An Interview experience at Apple

The interviews (at Apple) seemed based on indirect questioning, this leaves too much room for bad judgements and assumptions in my opinion.
— Luis Abreu

A nice article on an unusual topic, this one. With thousands of Apple employees and even more job openings, we hardly get to hear the experience of going through an Apple interview. I personally haven't tried getting a job at Apple and haven't been contacted by them for one. But I have heard a lot of stories through friends of mine about the recruiting process at not just Apple, but also at other Bay Area companies like Facebook and Google. One thing that stood out to me about the Apple recruiting process was that its interviews were not traditional, in the sense, there generally is not too many direct questions like, "do you know the answer to a particular issue?", "how do you solve a particular problem?", etc., but more indirect like this article mentions.
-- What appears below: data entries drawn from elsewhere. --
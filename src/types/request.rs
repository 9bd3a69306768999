//! Fetch requests emitted by cache reads.

use serde::{Deserialize, Serialize};

use super::EntityId;

/// Follow-up fetch that a read needs in order to answer more completely.
///
/// Reads never fetch on their own; they return these and the caller submits
/// them to the request coordinator.
#[derive(Debug, Clone, PartialEq, Eq, Hash, Serialize, Deserialize)]
#[serde(tag = "kind", rename_all = "snake_case")]
pub enum FetchRequest {
    /// Fetch entities of one type by id.
    Entities {
        entity_type: String,
        ids: Vec<EntityId>,
    },
    /// Fetch the full ordered id list of a parent's relation.
    Relation {
        entity_type: String,
        id: EntityId,
        relation: String,
    },
}

impl FetchRequest {
    /// Request a single entity.
    pub fn entity(entity_type: impl Into<String>, id: impl Into<EntityId>) -> Self {
        FetchRequest::Entities {
            entity_type: entity_type.into(),
            ids: vec![id.into()],
        }
    }

    /// Request several entities of the same type.
    pub fn entities<I, T>(entity_type: impl Into<String>, ids: I) -> Self
    where
        I: IntoIterator<Item = T>,
        T: Into<EntityId>,
    {
        FetchRequest::Entities {
            entity_type: entity_type.into(),
            ids: ids.into_iter().map(Into::into).collect(),
        }
    }

    /// Request a relation of a parent entity.
    pub fn relation(
        entity_type: impl Into<String>,
        id: impl Into<EntityId>,
        relation: impl Into<String>,
    ) -> Self {
        FetchRequest::Relation {
            entity_type: entity_type.into(),
            id: id.into(),
            relation: relation.into(),
        }
    }

    /// Entity type this request targets (the parent type for relations).
    pub fn entity_type(&self) -> &str {
        match self {
            FetchRequest::Entities { entity_type, .. }
            | FetchRequest::Relation { entity_type, .. } => entity_type,
        }
    }

    /// Metric/log label for this request kind.
    pub fn kind(&self) -> &'static str {
        match self {
            FetchRequest::Entities { .. } => "entities",
            FetchRequest::Relation { .. } => "relation",
        }
    }
}
//! Cache Store: the in-memory table of entities and relations.
//!
//! [`CacheStore`] answers "what do we know about entity X (or X's relation
//! R)?" and reports what must be fetched to answer more completely. Reads
//! are synchronous and side-effect free: follow-up fetches come back in
//! [`Lookup::requests`] for the caller to submit.
//!
//! # Freshness
//!
//! Every populated record and every relation id list carries its own expiry
//! (`now + ttl` at write time). Expired data is still returned
//! (stale-while-revalidate) with status [`Status::Loading`] and a refresh
//! request, so consumers never regress to a blank state.
//!
//! # Write ordering
//!
//! Writes are tagged with a [`WriteTicket`]. A record ignores writes older
//! than the last one it applied; see [`CacheStore::issue_ticket`].

mod record;

pub use record::WriteTicket;

use std::collections::HashMap;
use std::sync::Arc;
use std::sync::atomic::{AtomicU64, Ordering};
use std::time::Duration;

use serde_json::Value;
use tokio::time::Instant;
use tracing::{debug, warn};

use crate::config::DEFAULT_TTL;
use crate::schema::Schema;
use crate::telemetry;
use crate::types::{EntityId, FetchRequest, Lookup};
use crate::Result;

use record::{EntityRecord, Freshness, RelationRecord};

/// In-memory, TTL-based, reference-aware entity table.
///
/// Owned explicitly (no global state); share it behind a lock when several
/// tasks need it, as [`ResourceCache`](crate::ResourceCache) does.
pub struct CacheStore {
    schema: Arc<Schema>,
    ttl: Duration,
    tables: HashMap<String, HashMap<EntityId, EntityRecord>>,
    tickets: AtomicU64,
    /// Ticket of the last reset; older writes are discarded.
    reset_floor: u64,
}

impl CacheStore {
    /// Create an empty store with the default TTL (5 minutes).
    pub fn new(schema: impl Into<Arc<Schema>>) -> Self {
        Self {
            schema: schema.into(),
            ttl: DEFAULT_TTL,
            tables: HashMap::new(),
            tickets: AtomicU64::new(0),
            reset_floor: 0,
        }
    }

    /// Set how long written data stays fresh.
    pub fn with_ttl(mut self, ttl: Duration) -> Self {
        self.ttl = ttl;
        self
    }

    pub fn schema(&self) -> &Arc<Schema> {
        &self.schema
    }

    pub fn ttl(&self) -> Duration {
        self.ttl
    }

    /// Take the next write ticket.
    ///
    /// Tickets increase monotonically. Take one when a fetch is dispatched
    /// and pass it to [`apply_entities`](Self::apply_entities) /
    /// [`apply_relation`](Self::apply_relation) when the response arrives.
    pub fn issue_ticket(&self) -> WriteTicket {
        WriteTicket(self.tickets.fetch_add(1, Ordering::Relaxed) + 1)
    }

    // ========================================================================
    // Reads
    // ========================================================================

    /// Read one entity.
    ///
    /// Returns ready with the value when fresh. When missing or stale,
    /// returns loading with the last known value (if any) and a fetch
    /// request for the id. The "no entity" sentinel resolves to a ready
    /// `None` without a request.
    pub fn read(
        &self,
        entity_type: &str,
        id: impl Into<EntityId>,
    ) -> Result<Lookup<Option<Value>>> {
        self.schema.entity(entity_type)?;
        let id = id.into();
        if id.is_absent() {
            return Ok(Lookup::ready(None));
        }

        let record = self.record(entity_type, &id);
        let freshness = record.map_or(Freshness::Missing, |r| r.freshness(Instant::now()));
        let outcome = match freshness {
            Freshness::Fresh => "hit",
            Freshness::Stale => "stale",
            Freshness::Missing => "miss",
        };
        metrics::counter!(telemetry::LOOKUPS_TOTAL,
            "entity_type" => entity_type.to_owned(),
            "outcome" => outcome,
        )
        .increment(1);

        let value = record.and_then(|r| r.value.clone());
        Ok(match freshness {
            Freshness::Fresh => Lookup::ready(value),
            _ => Lookup::loading(value, vec![FetchRequest::entity(entity_type, id)]),
        })
    }

    /// Read a relation of an entity as the ordered list of referenced values.
    ///
    /// - Parent never seen: loading, requests the parent and the relation.
    /// - Id list missing or stale: loading with whatever referenced values are
    ///   cached, requests the relation.
    /// - Id list fresh: ready only if every referenced entity is fresh;
    ///   otherwise loading with one batched request for exactly the missing
    ///   or stale ids.
    ///
    /// Values follow the stored id order; ids with no cached value are
    /// skipped.
    pub fn read_relation(
        &self,
        entity_type: &str,
        id: impl Into<EntityId>,
        relation: &str,
    ) -> Result<Lookup<Vec<Value>>> {
        let target = self.schema.relation(entity_type, relation)?.target.as_str();
        let id = id.into();
        if id.is_absent() {
            return Ok(Lookup::ready(Vec::new()));
        }

        let Some(parent) = self.record(entity_type, &id) else {
            return Ok(Lookup::loading(
                Vec::new(),
                vec![
                    FetchRequest::entity(entity_type, id.clone()),
                    FetchRequest::relation(entity_type, id, relation),
                ],
            ));
        };

        let Some(edge) = parent.references.get(relation) else {
            return Ok(Lookup::loading(
                Vec::new(),
                vec![FetchRequest::relation(entity_type, id, relation)],
            ));
        };

        let now = Instant::now();
        let mut values = Vec::with_capacity(edge.ids.len());
        let mut refresh = Vec::new();
        for child_id in edge.ids.iter().filter(|c| !c.is_absent()) {
            let child = self.record(target, child_id);
            if let Some(value) = child.and_then(|c| c.value.as_ref()) {
                values.push(value.clone());
            }
            let fresh = child.is_some_and(|c| c.freshness(now) == Freshness::Fresh);
            if !fresh {
                refresh.push(child_id.clone());
            }
        }

        if !edge.is_fresh(now) {
            return Ok(Lookup::loading(
                values,
                vec![FetchRequest::relation(entity_type, id, relation)],
            ));
        }
        if refresh.is_empty() {
            Ok(Lookup::ready(values))
        } else {
            Ok(Lookup::loading(values, vec![FetchRequest::entities(target, refresh)]))
        }
    }

    // ========================================================================
    // Writes
    // ========================================================================

    /// Upsert entities by their `id` field and mark them fresh.
    ///
    /// A write replaces the whole value (no field merge). Values without an
    /// `id` are skipped. Returns the number of records written.
    pub fn store_entities(
        &mut self,
        entity_type: &str,
        values: impl IntoIterator<Item = Value>,
    ) -> Result<usize> {
        let ticket = self.issue_ticket();
        self.apply_entities(entity_type, values, ticket)
    }

    /// Store a relation's ordered id list and the referenced entities.
    ///
    /// The parent record is created as a placeholder if it has never been
    /// seen, so the relation can be answered before the parent itself loads.
    pub fn store_relation(
        &mut self,
        entity_type: &str,
        id: impl Into<EntityId>,
        relation: &str,
        values: Vec<Value>,
    ) -> Result<()> {
        let ticket = self.issue_ticket();
        self.apply_relation(entity_type, id, relation, values, ticket)
    }

    /// [`store_entities`](Self::store_entities) with an explicit ticket.
    ///
    /// Records that already applied a newer write or invalidation keep
    /// their value. Writes issued before the last [`reset`](Self::reset)
    /// are dropped entirely.
    pub fn apply_entities(
        &mut self,
        entity_type: &str,
        values: impl IntoIterator<Item = Value>,
        ticket: WriteTicket,
    ) -> Result<usize> {
        self.schema.entity(entity_type)?;
        if ticket.0 < self.reset_floor {
            reject_stale_write(entity_type, ticket, self.reset_floor);
            return Ok(0);
        }
        let expires_at = Instant::now() + self.ttl;
        let table = self.tables.entry(entity_type.to_string()).or_default();

        let mut written = 0;
        for value in values {
            let Some(id) = EntityId::of(&value) else {
                warn!(entity_type, "skipping entity without an id");
                continue;
            };
            let record = table.entry(id).or_default();
            if ticket.0 < record.written {
                reject_stale_write(entity_type, ticket, record.written);
                continue;
            }
            record.value = Some(value);
            record.expires_at = Some(expires_at);
            record.written = ticket.0;
            record.invalidated = false;
            written += 1;
        }
        Ok(written)
    }

    /// [`store_relation`](Self::store_relation) with an explicit ticket.
    pub fn apply_relation(
        &mut self,
        entity_type: &str,
        id: impl Into<EntityId>,
        relation: &str,
        values: Vec<Value>,
        ticket: WriteTicket,
    ) -> Result<()> {
        let target = self.schema.relation(entity_type, relation)?.target.clone();
        if ticket.0 < self.reset_floor {
            reject_stale_write(entity_type, ticket, self.reset_floor);
            return Ok(());
        }
        let id = id.into();
        let ids: Vec<EntityId> = values.iter().filter_map(EntityId::of).collect();
        let expires_at = Instant::now() + self.ttl;

        let parent = self
            .tables
            .entry(entity_type.to_string())
            .or_default()
            .entry(id)
            .or_default();
        match parent.references.get(relation) {
            Some(edge) if ticket.0 < edge.written => {
                reject_stale_write(entity_type, ticket, edge.written);
            }
            _ => {
                parent.references.insert(
                    relation.to_string(),
                    RelationRecord {
                        ids,
                        expires_at,
                        written: ticket.0,
                        invalidated: false,
                    },
                );
            }
        }

        self.apply_entities(&target, values, ticket)?;
        Ok(())
    }

    /// Mark an entity stale, keeping its value. The next read re-requests it.
    ///
    /// Takes a ticket, so responses to fetches dispatched before the
    /// invalidation are rejected.
    pub fn invalidate(&mut self, entity_type: &str, id: impl Into<EntityId>) -> Result<()> {
        self.schema.entity(entity_type)?;
        let ticket = self.issue_ticket();
        if let Some(record) = self.record_mut(entity_type, &id.into()) {
            if record.value.is_some() {
                record.invalidated = true;
                record.written = ticket.0;
            }
        }
        Ok(())
    }

    /// Mark a relation's id list stale, keeping the ids.
    pub fn invalidate_relation(
        &mut self,
        entity_type: &str,
        id: impl Into<EntityId>,
        relation: &str,
    ) -> Result<()> {
        self.schema.relation(entity_type, relation)?;
        let ticket = self.issue_ticket();
        if let Some(edge) = self
            .record_mut(entity_type, &id.into())
            .and_then(|r| r.references.get_mut(relation))
        {
            edge.invalidated = true;
            edge.written = ticket.0;
        }
        Ok(())
    }

    /// Drop every record, along with any write issued before the reset.
    pub fn reset(&mut self) {
        debug!(records = self.len(), "resetting cache store");
        self.reset_floor = self.issue_ticket().0;
        self.tables.clear();
    }

    /// Number of entity records, placeholders included.
    pub fn len(&self) -> usize {
        self.tables.values().map(HashMap::len).sum()
    }

    pub fn is_empty(&self) -> bool {
        self.len() == 0
    }

    fn record(&self, entity_type: &str, id: &EntityId) -> Option<&EntityRecord> {
        self.tables.get(entity_type).and_then(|t| t.get(id))
    }

    fn record_mut(&mut self, entity_type: &str, id: &EntityId) -> Option<&mut EntityRecord> {
        self.tables.get_mut(entity_type).and_then(|t| t.get_mut(id))
    }
}

fn reject_stale_write(entity_type: &str, ticket: WriteTicket, current: u64) {
    debug!(
        entity_type,
        ticket = ticket.0,
        current,
        "ignoring write older than the last applied one"
    );
    metrics::counter!(telemetry::STALE_WRITES_REJECTED_TOTAL,
        "entity_type" => entity_type.to_owned(),
    )
    .increment(1);
}
//! Read results and their combinators.

use std::collections::BTreeMap;

use serde::{Deserialize, Serialize};

use super::FetchRequest;

/// Freshness of a read result.
#[derive(Debug, Clone, Copy, PartialEq, Eq, Hash, Serialize, Deserialize)]
#[serde(rename_all = "lowercase")]
pub enum Status {
    /// Missing or stale; a refresh has been (or must be) requested.
    Loading,
    /// Present and within its TTL.
    Ready,
}

impl Status {
    pub fn is_ready(self) -> bool {
        self == Status::Ready
    }

    /// `Ready` only if both are ready.
    pub fn and(self, other: Status) -> Status {
        if self.is_ready() && other.is_ready() {
            Status::Ready
        } else {
            Status::Loading
        }
    }
}

/// Snapshot answer from a cache read.
///
/// `value` holds whatever is known right now, stale or partial values
/// included, so callers never regress to a blank state during a refresh.
/// `requests` lists the fetches needed to make the answer complete; it is
/// empty whenever `status` is [`Status::Ready`].
#[derive(Debug, Clone, PartialEq)]
pub struct Lookup<T> {
    pub status: Status,
    pub value: T,
    pub requests: Vec<FetchRequest>,
}

impl<T> Lookup<T> {
    /// A fresh, complete result.
    pub fn ready(value: T) -> Self {
        Self {
            status: Status::Ready,
            value,
            requests: Vec::new(),
        }
    }

    /// An incomplete result along with the fetches that would complete it.
    pub fn loading(value: T, requests: Vec<FetchRequest>) -> Self {
        Self {
            status: Status::Loading,
            value,
            requests,
        }
    }

    pub fn is_ready(&self) -> bool {
        self.status.is_ready()
    }

    /// Transform the value, keeping status and requests.
    pub fn map<U>(self, f: impl FnOnce(T) -> U) -> Lookup<U> {
        Lookup {
            status: self.status,
            value: f(self.value),
            requests: self.requests,
        }
    }

    /// Merge lookups into one: ready iff every input is ready, values in
    /// input order, requests concatenated.
    pub fn all(lookups: impl IntoIterator<Item = Lookup<T>>) -> Lookup<Vec<T>> {
        let mut status = Status::Ready;
        let mut values = Vec::new();
        let mut requests = Vec::new();
        for lookup in lookups {
            status = status.and(lookup.status);
            values.push(lookup.value);
            requests.extend(lookup.requests);
        }
        Lookup {
            status,
            value: values,
            requests,
        }
    }

    /// Keyed variant of [`Lookup::all`]: map in, map out.
    pub fn all_keyed<K: Ord>(lookups: BTreeMap<K, Lookup<T>>) -> Lookup<BTreeMap<K, T>> {
        let mut status = Status::Ready;
        let mut values = BTreeMap::new();
        let mut requests = Vec::new();
        for (key, lookup) in lookups {
            status = status.and(lookup.status);
            values.insert(key, lookup.value);
            requests.extend(lookup.requests);
        }
        Lookup {
            status,
            value: values,
            requests,
        }
    }
}

#[cfg(test)]
mod tests {
    use super::*;

    #[test]
    fn all_is_ready_only_when_every_input_is() {
        let merged = Lookup::all(vec![Lookup::ready(1), Lookup::ready(2)]);
        assert_eq!(merged.status, Status::Ready);
        assert_eq!(merged.value, vec![1, 2]);

        let merged = Lookup::all(vec![
            Lookup::ready(1),
            Lookup::loading(0, vec![FetchRequest::entity("user", 9)]),
        ]);
        assert_eq!(merged.status, Status::Loading);
        assert_eq!(merged.value, vec![1, 0]);
        assert_eq!(merged.requests, vec![FetchRequest::entity("user", 9)]);
    }

    #[test]
    fn all_of_nothing_is_ready() {
        let merged: Lookup<Vec<u8>> = Lookup::all(Vec::new());
        assert!(merged.is_ready());
        assert!(merged.value.is_empty());
    }

    #[test]
    fn all_keyed_keeps_keys() {
        let mut input = BTreeMap::new();
        input.insert("owner", Lookup::ready("alice"));
        input.insert(
            "team",
            Lookup::loading("", vec![FetchRequest::entity("team", 3)]),
        );
        let merged = Lookup::all_keyed(input);
        assert_eq!(merged.status, Status::Loading);
        assert_eq!(merged.value["owner"], "alice");
        assert_eq!(merged.requests.len(), 1);
    }

    #[test]
    fn map_keeps_status_and_requests() {
        let lookup = Lookup::loading(2, vec![FetchRequest::entity("user", 1)]).map(|n| n * 10);
        assert_eq!(lookup.value, 20);
        assert_eq!(lookup.status, Status::Loading);
        assert_eq!(lookup.requests.len(), 1);
    }
}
I agree with the author on how this sort of questioning might leave too much room for bad judgements, but I think this is what makes Apple different. The other companies, I have heard are more traditional in their questions, as to look at academic achievements, knowledge about particular niche topics, ability to solve certain mathematical problems, etc., but not Apple (though things are starting to change elsewhere as well in this regard). Interviews at Apple (again as an outsider on this topic) seem to be aimed at analyzing the candidate's ability to think and act differently. Very apt I would say! 

The interesting thing about the behavioral interview is that when you ask somebody to speak to their own experience, and you drill into that, you get two kinds of information. One is you get to see how they actually interacted in a real-world situation, and the valuable ‘meta’ information you get about the candidate is a sense of what they consider to be difficult.